LONDON: Europe's main stock markets fell sharply on Monday as shares in airlines dived on fears that a new ash cloud from an Icelandic volcano could ground flights, while debt concerns also weighed.
London's benchmark FTSE 100 index slid 1.51 percent to stand at 5,858.45 points in midday trade.
Frankfurt's DAX 30 shed 1.67 percent to 7,145.98 points and in Paris the CAC 40 index tumbled 1.84 percent to 3,937.24.
The Stoxx 50 index of leading eurozone companies dived 1.75 percent to 2,804.10 points.
Airline shares tumbled at the threat to traffic from an Icelandic volcanic ash cloud closing the skies over Europe, a year after European airlines were hit by month-long similar chaos.

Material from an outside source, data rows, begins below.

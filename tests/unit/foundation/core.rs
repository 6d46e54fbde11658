use super::*;

#[test]
fn frame_range_rejects_inverted_bounds() {
    assert!(FrameRange::new(FrameIndex(5), FrameIndex(2)).is_err());
    let r = FrameRange::new(FrameIndex(2), FrameIndex(5)).unwrap();
    assert_eq!(r.len_frames(), 3);
    assert_eq!(
        r.iter().collect::<Vec<_>>(),
        vec![FrameIndex(2), FrameIndex(3), FrameIndex(4)]
    );
}

#[test]
fn fps_frame_timing() {
    let fps = Fps::new(60, 1).unwrap();
    assert!((fps.frame_to_ms(FrameIndex(60)) - 1000.0).abs() < 1e-9);
    assert_eq!(fps.ms_to_frames_ceil(1000.0), 60);
    assert!(Fps::new(0, 1).is_err());
    assert!(Fps::new(30, 0).is_err());
}

#[test]
fn hex_colors_parse() {
    assert_eq!(Rgba8::parse_hex("#39E439").unwrap(), Rgba8::rgb(57, 228, 57));
    assert_eq!(
        Rgba8::parse_hex("000000ff").unwrap(),
        Rgba8 {
            r: 0,
            g: 0,
            b: 0,
            a: 255
        }
    );
    assert!(Rgba8::parse_hex("#123").is_err());
    assert!(Rgba8::parse_hex("#zz0000").is_err());
}

#[test]
fn color_deserializes_from_hex_or_object() {
    let c: Rgba8 = serde_json::from_str("\"#ff0000\"").unwrap();
    assert_eq!(c, Rgba8::rgb(255, 0, 0));
    let c: Rgba8 = serde_json::from_str(r#"{"r":1,"g":2,"b":3}"#).unwrap();
    assert_eq!(c, Rgba8::rgb(1, 2, 3));
}

#[test]
fn opacity_scales_alpha_only() {
    let c = Rgba8::rgb(57, 228, 57).with_opacity(0.5);
    assert_eq!((c.r, c.g, c.b), (57, 228, 57));
    assert_eq!(c.a, 128);
    assert_eq!(Rgba8::rgb(1, 1, 1).with_opacity(f64::NAN).a, 0);
    assert_eq!(Rgba8::rgb(255, 255, 255).with_opacity(0.0).to_premul_bytes(), [0, 0, 0, 0]);
}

In Monday trade, shares in German airline Lufthansa plunged by 4.11 percent, Air France-KLM stock was down 3.83 percent and International Airline Group (IAG), the owner of British Airways and Iberia, lost by 3.68 percent.
Scandinavian airline SAS dropped 4.02 percent and Finnair fell 3.32 percent.

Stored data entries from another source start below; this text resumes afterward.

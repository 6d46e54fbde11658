/// Crate-wide result type.
pub type IntroResult<T> = Result<T, IntroError>;

/// Errors surfaced by the intro engine and its outer surfaces.
///
/// The "System failure" banner is part of the scripted animation and is never reported here.
#[derive(thiserror::Error, Debug)]
pub enum IntroError {
    /// Configuration or argument rejected before anything ran.
    #[error("validation error: {0}")]
    Validation(String),

    /// The drawing surface could not be created or used.
    #[error("surface error: {0}")]
    Surface(String),

    /// A frame sink failed to accept or finalize frames.
    #[error("encode error: {0}")]
    Encode(String),

    /// Configuration (de)serialization failed.
    #[error("serialization error: {0}")]
    Serde(String),

    /// Anything else, with its source chain preserved.
    #[error(transparent)]
    Other(#[from] anyhow::Error),
}

impl IntroError {
    /// Build a [`IntroError::Validation`].
    pub fn validation(msg: impl Into<String>) -> Self {
        Self::Validation(msg.into())
    }

    /// Build a [`IntroError::Surface`].
    pub fn surface(msg: impl Into<String>) -> Self {
        Self::Surface(msg.into())
    }

    /// Build a [`IntroError::Encode`].
    pub fn encode(msg: impl Into<String>) -> Self {
        Self::Encode(msg.into())
    }

    /// Build a [`IntroError::Serde`].
    pub fn serde(msg: impl Into<String>) -> Self {
        Self::Serde(msg.into())
    }
}

impl From<serde_json::Error> for IntroError {
    fn from(e: serde_json::Error) -> Self {
        Self::serde(e.to_string())
    }
}

#[cfg(test)]
#[path = "../../tests/unit/foundation/error.rs"]
mod tests;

Iceland's Grimsvoetn volcano began erupting late on Saturday. Ash from the eruption is expected to reach Scotland on Tuesday, and might reach France and Spain on Thursday.
In April 2010 Iceland's Eyjafjoell volcano erupted, spewing a massive cloud of ash that caused the planet's biggest airspace shutdown since World War II with more than 100,000 flights cancelled and eight million passengers stranded.
Traders were meanwhile also spooked on Monday by a downgrade of Greece's credit rating and fears over how the eurozone can dig itself out of its debt hole, and by data suggesting slowdowns in the eurozone and Chinese economies.
In late European trade on Friday, ratings company Fitch slashed Greece's rating by three notches to B+, citing its growing problems in getting its public finances in order.
On Monday, rising concerns emerged over the state of European economic recovery -- with key indicators slowing sharply, and eurozone stragglers behind Germany and France showing signs of stagnation.
London-based research giant Markit's composite eurozone index for manufacturing and services output suggested eurozone growth slowed to a seven-month low in May.
Separate figures showed Chinese manufacturing eased to a 10-month low in May, fuelling fears of a slowdown in the worlds number two economy and sending Shanghai and Hong Kong shares down.
The HSBC China Purchasing Managers Index (PMI) slipped to 51.1 last month -- the lowest since July 2010 -- from a final reading of 51.8 in April, the bank said in a statement.
A reading above 50 indicates the sector is expanding while a reading below 50 indicates contraction.
Although the figures suggest production is still growing, they follow a number of measures by Beijing aimed at taming the economy and reining in soaring inflation, including several interest rate hikes.